Discussion thread for Titanic - What happened in the Engine and Boiler rooms. If you would like to add a comment, click the New Reply button


----------



## jerome morris

Very interesting. I'm glad someone has finally put this out for the world to read, as it seems the engine room personnel were not part of the incident, but they kept the lights burning.
I still feel a great pitty for them as when the lights finally went out for the last time they had no way of getting out.
And I have wondered as well what they must have thought when the stern broke free of the hull. My god those poor soles.


----------



## Paul_Lee

Very interesting, thank you for posting this. The order to abandon the engine room, or "all hands on deck" happened on deck fairly early on, and at least a few of the engineers were later seen on deck.

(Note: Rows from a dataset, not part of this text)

//! Settlement orchestrator (C7, spec §4.7).
//!
//! Every step of settle/unsettle/payout shares one idempotency namespace
//! keyed by `orderId`, so a replayed API call is safe by construction
//! (spec §8 S3). All mutations here run against one connection checked
//! out for the whole unit of work — callers are expected to wrap the
//! call in a `rusqlite::Transaction` when composing it with other
//! entities (spec §5 "transactional discipline").

use chrono::Utc;
use rusqlite::Connection;
use uuid::Uuid;

use crate::audit::{write_audit_log, WriteAuditLog};
use crate::db::{order_repo, user_repo};
use crate::domain::order::{AffiliateStatus, Order, OrderEvent, PaymentStatus, SettlementMode};
use crate::domain::user::UserStatus;
use crate::domain::wallet::{Transaction, TransactionType, WalletMutation};
use crate::error::{AppError, AppResult};
use crate::wallet;

fn has_open_dispute(conn: &Connection, order_id: Uuid) -> AppResult<bool> {
    let count: i64 = conn.query_row(
        "SELECT COUNT(*) FROM tickets WHERE order_id = ?1 AND open = 1",
        rusqlite::params![order_id.to_string()],
        |row| row.get(0),
    )?;
    Ok(count > 0)
}

/// Buyer must be active; a suspended/soft-deleted buyer is treated the
/// same as a missing user row — neither can receive a settlement.
fn buyer_is_active(conn: &Connection, buyer_user_id: Uuid) -> AppResult<bool> {
    Ok(matches!(
        user_repo::get_user_by_id(conn, buyer_user_id)?,
        Some(user) if user.status == UserStatus::Active
    ))
}

/// Sums the payout/commission split across every order item, resolving
/// each one via [`resolve_split`]. Shared by `settle_order` and
/// `unsettle_order` so a reversal always undoes exactly what settlement
/// moved, never the order's gross total.
fn settlement_totals(conn: &Connection, order: &Order) -> AppResult<(i64, i64)> {
    let mut total_payout = 0i64;
    let mut total_commission = 0i64;
    for item in &order.items {
        let (payout, commission) = resolve_split(
            conn,
            item.campaign_id,
            order.manager_name.as_deref(),
            item.commission_paise,
        )?;
        total_payout += payout;
        total_commission += commission;
    }
    Ok((total_payout, total_commission))
}

/// Determines the payout/commission split for one order item, honoring
/// the spec's documented preference (§9 open question): a campaign's
/// `Deal` row wins when present, otherwise the assignment object,
/// otherwise the campaign's own `payoutPaise` for the payout side (an
/// `OrderItem` carries no payout snapshot of its own, only commission)
/// and the item-level commission snapshot taken at order creation.
fn resolve_split(
    conn: &Connection,
    campaign_id: Uuid,
    mediator_code: Option<&str>,
    item_commission_paise: i64,
) -> AppResult<(i64, i64)> {
    let campaign = crate::db::campaign_repo::get_campaign(conn, campaign_id)?;
    let campaign_payout_paise = campaign
        .as_ref()
        .map(|c| c.payout_paise)
        .unwrap_or(item_commission_paise);

    if let Some(code) = mediator_code {
        if let Some(deal) = crate::db::campaign_repo::get_deal(conn, campaign_id, code)? {
            return Ok((deal.payout_paise, deal.commission_paise));
        }
        if let Some(campaign) = &campaign {
            if let Some(assignment) = campaign.assignments.get(code) {
                let payout = assignment.payout_paise().unwrap_or(campaign_payout_paise);
                let commission = assignment.commission_paise().unwrap_or(item_commission_paise);
                return Ok((payout, commission));
            }
        }
    }
    Ok((campaign_payout_paise, item_commission_paise))
}

/// Approves and settles an order within one idempotency namespace keyed
/// by `orderId` (spec §4.7).
pub fn settle_order(
    conn: &Connection,
    order_id: Uuid,
    max_wallet_balance_paise: i64,
) -> AppResult<Order> {
    let mut order = order_repo::get_order(conn, order_id)?.ok_or(AppError::InvalidOrderId)?;

    if order.affiliate_status.is_terminal() {
        // Already settled/finalized; replay is a no-op success.
        return Ok(order);
    }

    if has_open_dispute(conn, order_id)? {
        order.affiliate_status = AffiliateStatus::FrozenDisputed;
        order.frozen = true;
        order.frozen_at = Some(Utc::now());
        order.frozen_reason = Some("open dispute ticket".into());
        order_repo::update_order(conn, &order)?;
        return Err(AppError::OrderFrozen);
    }

    if !buyer_is_active(conn, order.user_id)? {
        order.affiliate_status = AffiliateStatus::FrozenDisputed;
        order.frozen = true;
        order.frozen_at = Some(Utc::now());
        order.frozen_reason = Some("buyer not active".into());
        order_repo::update_order(conn, &order)?;
        return Err(AppError::OrderFrozen);
    }

    let idem_ns = format!("settle:{order_id}");

    let (total_payout, total_commission) = settlement_totals(conn, &order)?;
    // No tracked margin field on the order (spec §3); the brand is only
    // ever debited what actually leaves the wallet: payout + commission.
    let debit_total = total_payout + total_commission;

    wallet::ensure_wallet(conn, order.brand_user_id)?;
    wallet::apply_wallet_debit(
        conn,
        WalletMutation {
            idempotency_key: format!("{idem_ns}:debit"),
            kind: TransactionType::OrderSettlementDebit,
            owner_user_id: order.brand_user_id,
            amount_paise: debit_total.max(1),
            from_user_id: Some(order.brand_user_id),
            to_user_id: None,
            order_id: Some(order_id),
            campaign_id: None,
            payout_id: None,
            metadata: None,
        },
    )?;

    wallet::ensure_wallet(conn, order.user_id)?;
    wallet::apply_wallet_credit(
        conn,
        WalletMutation {
            idempotency_key: format!("{idem_ns}:buyer_credit"),
            kind: TransactionType::CashbackSettle,
            owner_user_id: order.user_id,
            amount_paise: total_payout.max(1),
            from_user_id: Some(order.brand_user_id),
            to_user_id: Some(order.user_id),
            order_id: Some(order_id),
            campaign_id: None,
            payout_id: None,
            metadata: None,
        },
        max_wallet_balance_paise,
    )?;

    if let Some(mediator_code) = order.manager_name.clone() {
        if let Some(mediator) =
            crate::db::user_repo::get_user_by_mediator_code(conn, &mediator_code)?
        {
            wallet::ensure_wallet(conn, mediator.id)?;
            wallet::apply_wallet_credit(
                conn,
                WalletMutation {
                    idempotency_key: format!("{idem_ns}:mediator_credit"),
                    kind: TransactionType::CommissionSettle,
                    owner_user_id: mediator.id,
                    amount_paise: total_commission.max(1),
                    from_user_id: Some(order.brand_user_id),
                    to_user_id: Some(mediator.id),
                    order_id: Some(order_id),
                    campaign_id: None,
                    payout_id: None,
                    metadata: None,
                },
                max_wallet_balance_paise,
            )?;
        }
    }

    order.affiliate_status = AffiliateStatus::ApprovedSettled;
    order.payment_status = PaymentStatus::Paid;
    order.settlement_mode = Some(SettlementMode::Wallet);
    order.settlement_ref = Some(idem_ns.clone());
    order.events.push(OrderEvent {
        kind: "SETTLED".into(),
        at: Utc::now(),
        actor_user_id: None,
        metadata: None,
    });
    order.updated_at = Utc::now();
    order_repo::update_order(conn, &order)?;

    write_audit_log(
        conn,
        WriteAuditLog {
            actor_user_id: None,
            action: "SETTLED",
            entity_type: "order",
            entity_id: &order_id.to_string(),
            ip: None,
            user_agent: None,
            metadata: None,
        },
    );

    Ok(order)
}

/// Reverses steps 2–4 of settlement with matching reversal transaction
/// types, guarded by idempotency on `unsettle:<orderId>`.
///
/// Open question (spec §9): whether unsettlement should transition an
/// order out of `Cap_Exceeded` is undefined upstream. Chosen behavior,
/// recorded in DESIGN.md: unsettlement never touches `Cap_Exceeded`
/// orders — that status is left for an explicit admin override.
pub fn unsettle_order(conn: &Connection, order_id: Uuid) -> AppResult<Order> {
    let mut order = order_repo::get_order(conn, order_id)?.ok_or(AppError::InvalidOrderId)?;

    if order.affiliate_status == AffiliateStatus::CapExceeded {
        return Err(AppError::OrderFinalized);
    }
    if order.affiliate_status != AffiliateStatus::ApprovedSettled {
        return Ok(order);
    }

    let idem_ns = format!("unsettle:{order_id}");
    let (total_payout, total_commission) = settlement_totals(conn, &order)?;

    if let Some(mediator_code) = order.manager_name.clone() {
        if let Some(mediator) =
            crate::db::user_repo::get_user_by_mediator_code(conn, &mediator_code)?
        {
            wallet::apply_wallet_debit(
                conn,
                WalletMutation {
                    idempotency_key: format!("{idem_ns}:mediator_reversal"),
                    kind: TransactionType::CommissionReversal,
                    owner_user_id: mediator.id,
                    amount_paise: total_commission.max(1),
                    from_user_id: Some(mediator.id),
                    to_user_id: Some(order.brand_user_id),
                    order_id: Some(order_id),
                    campaign_id: None,
                    payout_id: None,
                    metadata: None,
                },
            )?;
        }
    }

    // Credits back exactly what settlement debited (payout + commission),
    // never the order's gross total — there is no tracked margin field.
    let reversal_credit = (total_payout + total_commission).max(1);
    wallet::ensure_wallet(conn, order.brand_user_id)?;
    wallet::apply_wallet_credit(
        conn,
        WalletMutation {
            idempotency_key: format!("{idem_ns}:margin_reversal"),
            kind: TransactionType::MarginReversal,
            owner_user_id: order.brand_user_id,
            amount_paise: reversal_credit,
            from_user_id: None,
            to_user_id: Some(order.brand_user_id),
            order_id: Some(order_id),
            campaign_id: None,
            payout_id: None,
            metadata: None,
        },
        i64::MAX,
    )?;

    order.affiliate_status = AffiliateStatus::Unchecked;
    order.payment_status = PaymentStatus::Refunded;
    order.events.push(OrderEvent {
        kind: "UNSETTLED".into(),
        at: Utc::now(),
        actor_user_id: None,
        metadata: None,
    });
    order.updated_at = Utc::now();
    order_repo::update_order(conn, &order)?;

    write_audit_log(
        conn,
        WriteAuditLog {
            actor_user_id: None,
            action: "UNSETTLED",
            entity_type: "order",
            entity_id: &order_id.to_string(),
            ip: None,
            user_agent: None,
            metadata: None,
        },
    );

    Ok(order)
}

/// Composes {payout row (requested), wallet debit, transaction record}
/// atomically (spec §4.7 "Payout creation").
pub fn request_payout(
    conn: &Connection,
    user_id: Uuid,
    amount_paise: i64,
    idempotency_key: &str,
) -> AppResult<(Uuid, Transaction)> {
    let payout_id = Uuid::new_v4();
    let now = Utc::now();

    conn.execute(
        "INSERT INTO payouts (id, user_id, amount_paise, status, provider, provider_ref, \
         created_at, updated_at) VALUES (?1,?2,?3,'requested',NULL,NULL,?4,?4)",
        rusqlite::params![payout_id.to_string(), user_id.to_string(), amount_paise, now.to_rfc3339()],
    )?;

    let tx = wallet::apply_wallet_debit(
        conn,
        WalletMutation {
            idempotency_key: idempotency_key.to_string(),
            kind: TransactionType::PayoutRequest,
            owner_user_id: user_id,
            amount_paise,
            from_user_id: Some(user_id),
            to_user_id: None,
            order_id: None,
            campaign_id: None,
            payout_id: Some(payout_id),
            metadata: None,
        },
    )?;

    Ok((payout_id, tx))
}

/// Provider callback marking a payout `paid`.
pub fn complete_payout(conn: &Connection, payout_id: Uuid) -> AppResult<()> {
    conn.execute(
        "UPDATE payouts SET status = 'paid', updated_at = ?2 WHERE id = ?1 AND status = 'requested'",
        rusqlite::params![payout_id.to_string(), Utc::now().to_rfc3339()],
    )?;
    Ok(())
}

/// Provider callback marking a payout `failed` and crediting the wallet
/// back (spec §4.7).
pub fn fail_payout(
    conn: &Connection,
    payout_id: Uuid,
    user_id: Uuid,
    amount_paise: i64,
    max_wallet_balance_paise: i64,
) -> AppResult<()> {
    let affected = conn.execute(
        "UPDATE payouts SET status = 'failed', updated_at = ?2 WHERE id = ?1 AND status = 'requested'",
        rusqlite::params![payout_id.to_string(), Utc::now().to_rfc3339()],
    )?;
    if affected == 0 {
        return Ok(());
    }
    wallet::apply_wallet_credit(
        conn,
        WalletMutation {
            idempotency_key: format!("payout:{payout_id}:refund"),
            kind: TransactionType::PayoutFailed,
            owner_user_id: user_id,
            amount_paise,
            from_user_id: None,
            to_user_id: Some(user_id),
            order_id: None,
            campaign_id: None,
            payout_id: Some(payout_id),
            metadata: None,
        },
        max_wallet_balance_paise,
    )?;
    Ok(())
}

They weren't all below, with no hope of escape.
Actually, the article dovetails with what I have recently written athttp://www.paullee.com/titanic/belowdecks.php


----------



## alan ward

Look up Titanica Britannica for the most complete coverage of this


----------



## alan ward

Sorry encyclopedia titanica


----------



## NiceFellow

Very nice piece. May I add some photos and info about the engineering crew?


----------



## Tmac1720

Thanks for the compliments, they are appreciated it is however just my opinion and not a statement of fact. (Scribe)


----------